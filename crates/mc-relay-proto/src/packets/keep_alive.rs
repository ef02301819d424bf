//! KeepAlive (0x00) in both play directions.

use bytes::{Buf, BufMut};

use crate::codec::{ProtoDecode, ProtoEncode};
use crate::error::ProtoError;
use crate::types::VarInt;

/// Server → Client probe.
#[derive(Debug, Clone, PartialEq)]
pub struct KeepAlive {
    pub id: i32,
}

/// Client → Server answer.
#[derive(Debug, Clone, PartialEq)]
pub struct ClientKeepAlive {
    pub id: i32,
}

impl ProtoEncode for KeepAlive {
    fn proto_encode(&self, buf: &mut impl BufMut) {
        VarInt(self.id).proto_encode(buf);
    }
}

impl ProtoDecode for KeepAlive {
    fn proto_decode(buf: &mut impl Buf) -> Result<Self, ProtoError> {
        Ok(Self {
            id: VarInt::proto_decode(buf)?.0,
        })
    }
}

impl ProtoEncode for ClientKeepAlive {
    fn proto_encode(&self, buf: &mut impl BufMut) {
        VarInt(self.id).proto_encode(buf);
    }
}

impl ProtoDecode for ClientKeepAlive {
    fn proto_decode(buf: &mut impl Buf) -> Result<Self, ProtoError> {
        Ok(Self {
            id: VarInt::proto_decode(buf)?.0,
        })
    }
}
//! Length-prefixed framing with optional zlib compression and AES/CFB8.
//!
//! Inbound bytes are decrypted as they are queued, so the buffer always holds
//! plaintext. Outbound frames are compressed first and encrypted last.

use bytes::{Buf, Bytes, BytesMut};
use tracing::trace;

use mc_relay_crypto::{DecryptCipher, EncryptCipher, SHARED_SECRET_LEN};

use crate::codec::ProtoEncode;
use crate::compression::{compress, decompress};
use crate::error::ProtoError;
use crate::types::{VarInt, VarIntError};

/// Largest value a 3-byte length prefix can carry.
pub const MAX_FRAME_LEN: usize = 2_097_151;

/// Largest declared uncompressed packet size.
pub const MAX_DECOMPRESSED_LEN: usize = 2_097_152;

/// Length prefixes longer than this are malformed.
const LENGTH_PREFIX_BYTES: usize = 3;

fn threshold_from(threshold: i32) -> Option<usize> {
    usize::try_from(threshold).ok()
}

// ---------------------------------------------------------------------------
// Decoder
// ---------------------------------------------------------------------------

/// Splits an inbound byte stream into packet bodies (`VarInt id ++ fields`).
#[derive(Default)]
pub struct FrameDecoder {
    buffer: BytesMut,
    cipher: Option<DecryptCipher>,
    compression: Option<usize>,
}

impl FrameDecoder {
    pub fn new() -> Self {
        Self::default()
    }

    /// Install the inbound cipher. Bytes already buffered but not yet framed
    /// arrived after the key exchange and are decrypted in place.
    pub fn enable_encryption(&mut self, secret: &[u8; SHARED_SECRET_LEN]) -> Result<(), ProtoError> {
        if self.cipher.is_some() {
            return Err(ProtoError::CipherAlreadySet);
        }
        let mut cipher = DecryptCipher::new(secret);
        cipher.decrypt(&mut self.buffer);
        self.cipher = Some(cipher);
        Ok(())
    }

    pub fn is_encrypted(&self) -> bool {
        self.cipher.is_some()
    }

    /// Enable compression; a negative threshold disables it.
    pub fn set_compression(&mut self, threshold: i32) {
        self.compression = threshold_from(threshold);
    }

    pub fn compression_threshold(&self) -> Option<usize> {
        self.compression
    }

    /// Append raw socket bytes.
    pub fn queue_bytes(&mut self, data: &[u8]) {
        let start = self.buffer.len();
        self.buffer.extend_from_slice(data);
        if let Some(cipher) = self.cipher.as_mut() {
            cipher.decrypt(&mut self.buffer[start..]);
        }
    }

    /// Bytes buffered but not yet consumed as a frame.
    pub fn buffered(&self) -> &[u8] {
        &self.buffer
    }

    /// Pop the next complete packet body, or `None` if more data is needed.
    pub fn try_next_frame(&mut self) -> Result<Option<Bytes>, ProtoError> {
        loop {
            let (len, prefix) = match VarInt::decode_bounded(&self.buffer, LENGTH_PREFIX_BYTES) {
                Ok((VarInt(len), prefix)) => (len as usize, prefix),
                Err(VarIntError::BufferTooShort) => return Ok(None),
                Err(VarIntError::TooManyBytes { .. }) => return Err(ProtoError::BadFrameLength),
            };
            if len > MAX_FRAME_LEN {
                return Err(ProtoError::FrameTooLarge(len));
            }
            if self.buffer.len() < prefix + len {
                return Ok(None);
            }
            self.buffer.advance(prefix);
            let frame = self.buffer.split_to(len).freeze();
            if frame.is_empty() {
                trace!("skipping empty frame");
                continue;
            }
            return match self.compression {
                Some(threshold) => Self::inflate(frame, threshold).map(Some),
                None => Ok(Some(frame)),
            };
        }
    }

    fn inflate(mut frame: Bytes, threshold: usize) -> Result<Bytes, ProtoError> {
        let (VarInt(data_len), consumed) = VarInt::decode(&frame)?;
        frame.advance(consumed);
        if data_len == 0 {
            return Ok(frame);
        }
        let data_len = usize::try_from(data_len)
            .map_err(|_| ProtoError::InvalidData(format!("negative data length {data_len}")))?;
        if data_len < threshold {
            return Err(ProtoError::InvalidData(format!(
                "compressed packet of {data_len} bytes is below threshold {threshold}"
            )));
        }
        if data_len > MAX_DECOMPRESSED_LEN {
            return Err(ProtoError::FrameTooLarge(data_len));
        }
        decompress(&frame, data_len).map(Bytes::from)
    }
}

// ---------------------------------------------------------------------------
// Encoder
// ---------------------------------------------------------------------------

/// Wraps packet bodies into wire frames.
#[derive(Default)]
pub struct FrameEncoder {
    cipher: Option<EncryptCipher>,
    compression: Option<usize>,
}

impl FrameEncoder {
    pub fn new() -> Self {
        Self::default()
    }

    pub fn enable_encryption(&mut self, secret: &[u8; SHARED_SECRET_LEN]) -> Result<(), ProtoError> {
        if self.cipher.is_some() {
            return Err(ProtoError::CipherAlreadySet);
        }
        self.cipher = Some(EncryptCipher::new(secret));
        Ok(())
    }

    pub fn is_encrypted(&self) -> bool {
        self.cipher.is_some()
    }

    /// Enable compression; a negative threshold disables it.
    pub fn set_compression(&mut self, threshold: i32) {
        self.compression = threshold_from(threshold);
    }

    /// Frame one packet body.
    pub fn encode(&mut self, packet: &[u8]) -> Result<Bytes, ProtoError> {
        let mut body = BytesMut::with_capacity(packet.len() + 5);
        match self.compression {
            Some(threshold) if packet.len() >= threshold => {
                VarInt(packet.len() as i32).proto_encode(&mut body);
                body.extend_from_slice(&compress(packet)?);
            }
            Some(_) => {
                VarInt(0).proto_encode(&mut body);
                body.extend_from_slice(packet);
            }
            None => body.extend_from_slice(packet),
        }
        if body.len() > MAX_FRAME_LEN {
            return Err(ProtoError::FrameTooLarge(body.len()));
        }

        let mut frame = BytesMut::with_capacity(body.len() + LENGTH_PREFIX_BYTES);
        VarInt(body.len() as i32).proto_encode(&mut frame);
        frame.extend_from_slice(&body);
        if let Some(cipher) = self.cipher.as_mut() {
            cipher.encrypt(&mut frame);
        }
        Ok(frame.freeze())
    }
}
——————————
Exercise goal
Repeat each entry word for word.

Exercise output
filename crates/mc-relay-proto/src/packets/keep_alive.rs
repository ef02301819d424bf
//! KeepAlive (0x00) in both play directions.

use bytes::{Buf, BufMut};

use crate::codec::{ProtoDecode, ProtoEncode};
use crate::error::ProtoError;
use crate::types::VarInt;

/// Server → Client probe.
#[derive(Debug, Clone, PartialEq)]
pub struct KeepAlive {
    pub id: i32,
}

/// Client → Server answer.
#[derive(Debug, Clone, PartialEq)]
pub struct ClientKeepAlive {
    pub id: i32,
}

impl ProtoEncode for KeepAlive {
    fn proto_encode(&self, buf: &mut impl BufMut) {
        VarInt(self.id).proto_encode(buf);
    }
}

impl ProtoDecode for KeepAlive {
    fn proto_decode(buf: &mut impl Buf) -> Result<Self, ProtoError> {
        Ok(Self {
            id: VarInt::proto_decode(buf)?.0,
        })
    }
}

impl ProtoEncode for ClientKeepAlive {
    fn proto_encode(&self, buf: &mut impl BufMut) {
        VarInt(self.id).proto_encode(buf);
    }
}

impl ProtoDecode for ClientKeepAlive {
    fn proto_decode(buf: &mut impl Buf) -> Result<Self, ProtoError> {
        Ok(Self {
            id: VarInt::proto_decode(buf)?.0,
        })
    }
}
//! Length-prefixed framing with optional zlib compression and AES/CFB8.
//!
//! Inbound bytes are decrypted as they are queued, so the buffer always holds
//! plaintext. Outbound frames are compressed first and encrypted last.

use bytes::{Buf, Bytes, BytesMut};
use tracing::trace;

use mc_relay_crypto::{DecryptCipher, EncryptCipher, SHARED_SECRET_LEN};

use crate::codec::ProtoEncode;
use crate::compression::{compress, decompress};
use crate::error::ProtoError;
use crate::types::{VarInt, VarIntError};

/// Largest value a 3-byte length prefix can carry.
pub const MAX_FRAME_LEN: usize = 2_097_151;

/// Largest declared uncompressed packet size.
pub const MAX_DECOMPRESSED_LEN: usize = 2_097_152;

/// Length prefixes longer than this are malformed.
const LENGTH_PREFIX_BYTES: usize = 3;

fn threshold_from(threshold: i32) -> Option<usize> {
    usize::try_from(threshold).ok()
}

// ---------------------------------------------------------------------------
// Decoder
// ---------------------------------------------------------------------------

/// Splits an inbound byte stream into packet bodies (`VarInt id ++ fields`).
#[derive(Default)]
pub struct FrameDecoder {
    buffer: BytesMut,
    cipher: Option<DecryptCipher>,
    compression: Option<usize>,
}

impl FrameDecoder {
    pub fn new() -> Self {
        Self::default()
    }

    /// Install the inbound cipher. Bytes already buffered but not yet framed
    /// arrived after the key exchange and are decrypted in place.
    pub fn enable_encryption(&mut self, secret: &[u8; SHARED_SECRET_LEN]) -> Result<(), ProtoError> {
        if self.cipher.is_some() {
            return Err(ProtoError::CipherAlreadySet);
        }
        let mut cipher = DecryptCipher::new(secret);
        cipher.decrypt(&mut self.buffer);
        self.cipher = Some(cipher);
        Ok(())
    }

    pub fn is_encrypted(&self) -> bool {
        self.cipher.is_some()
    }

    /// Enable compression; a negative threshold disables it.
    pub fn set_compression(&mut self, threshold: i32) {
        self.compression = threshold_from(threshold);
    }

    pub fn compression_threshold(&self) -> Option<usize> {
        self.compression
    }

    /// Append raw socket bytes.
    pub fn queue_bytes(&mut self, data: &[u8]) {
        let start = self.buffer.len();
        self.buffer.extend_from_slice(data);
        if let Some(cipher) = self.cipher.as_mut() {
            cipher.decrypt(&mut self.buffer[start..]);
        }
    }

    /// Bytes buffered but not yet consumed as a frame.
    pub fn buffered(&self) -> &[u8] {
        &self.buffer
    }

    /// Pop the next complete packet body, or `None` if more data is needed.
    pub fn try_next_frame(&mut self) -> Result<Option<Bytes>, ProtoError> {
        loop {
            let (len, prefix) = match VarInt::decode_bounded(&self.buffer, LENGTH_PREFIX_BYTES) {
                Ok((VarInt(len), prefix)) => (len as usize, prefix),
                Err(VarIntError::BufferTooShort) => return Ok(None),
                Err(VarIntError::TooManyBytes { .. }) => return Err(ProtoError::BadFrameLength),
            };
            if len > MAX_FRAME_LEN {
                return Err(ProtoError::FrameTooLarge(len));
            }
            if self.buffer.len() < prefix + len {
                return Ok(None);
            }
            self.buffer.advance(prefix);
            let frame = self.buffer.split_to(len).freeze();
            if frame.is_empty() {
                trace!("skipping empty frame");
                continue;
            }
            return match self.compression {
                Some(threshold) => Self::inflate(frame, threshold).map(Some),
                None => Ok(Some(frame)),
            };
        }
    }

    fn inflate(mut frame: Bytes, threshold: usize) -> Result<Bytes, ProtoError> {
        let (VarInt(data_len), consumed) = VarInt::decode(&frame)?;
        frame.advance(consumed);
        if data_len == 0 {
            return Ok(frame);
        }
        let data_len = usize::try_from(data_len)
            .map_err(|_| ProtoError::InvalidData(format!("negative data length {data_len}")))?;
        if data_len < threshold {
            return Err(ProtoError::InvalidData(format!(
                "compressed packet of {data_len} bytes is below threshold {threshold}"
            )));
        }
        if data_len > MAX_DECOMPRESSED_LEN {
            return Err(ProtoError::FrameTooLarge(data_len));
        }
        decompress(&frame, data_len).map(Bytes::from)
    }
}

// ---------------------------------------------------------------------------
// Encoder
// ---------------------------------------------------------------------------

/// Wraps packet bodies into wire frames.
#[derive(Default)]
pub struct FrameEncoder {
    cipher: Option<EncryptCipher>,
    compression: Option<usize>,
}

impl FrameEncoder {
    pub fn new() -> Self {
        Self::default()
    }

    pub fn enable_encryption(&mut self, secret: &[u8; SHARED_SECRET_LEN]) -> Result<(), ProtoError> {
        if self.cipher.is_some() {
            return Err(ProtoError::CipherAlreadySet);
        }
        self.cipher = Some(EncryptCipher::new(secret));
        Ok(())
    }

    pub fn is_encrypted(&self) -> bool {
        self.cipher.is_some()
    }

    /// Enable compression; a negative threshold disables it.
    pub fn set_compression(&mut self, threshold: i32) {
        self.compression = threshold_from(threshold);
    }

    /// Frame one packet body.
    pub fn encode(&mut self, packet: &[u8]) -> Result<Bytes, ProtoError> {
        let mut body = BytesMut::with_capacity(packet.len() + 5);
        match self.compression {
            Some(threshold) if packet.len() >= threshold => {
                VarInt(packet.len() as i32).proto_encode(&mut body);
                body.extend_from_slice(&compress(packet)?);
            }
            Some(_) => {
                VarInt(0).proto_encode(&mut body);
                body.extend_from_slice(packet);
            }
            None => body.extend_from_slice(packet),
        }
        if body.len() > MAX_FRAME_LEN {
            return Err(ProtoError::FrameTooLarge(body.len()));
        }

        let mut frame = BytesMut::with_capacity(body.len() + LENGTH_PREFIX_BYTES);
        VarInt(body.len() as i32).proto_encode(&mut frame);
        frame.extend_from_slice(&body);
        if let Some(cipher) = self.cipher.as_mut() {
            cipher.encrypt(&mut frame);
        }
        Ok(frame.freeze())
    }
}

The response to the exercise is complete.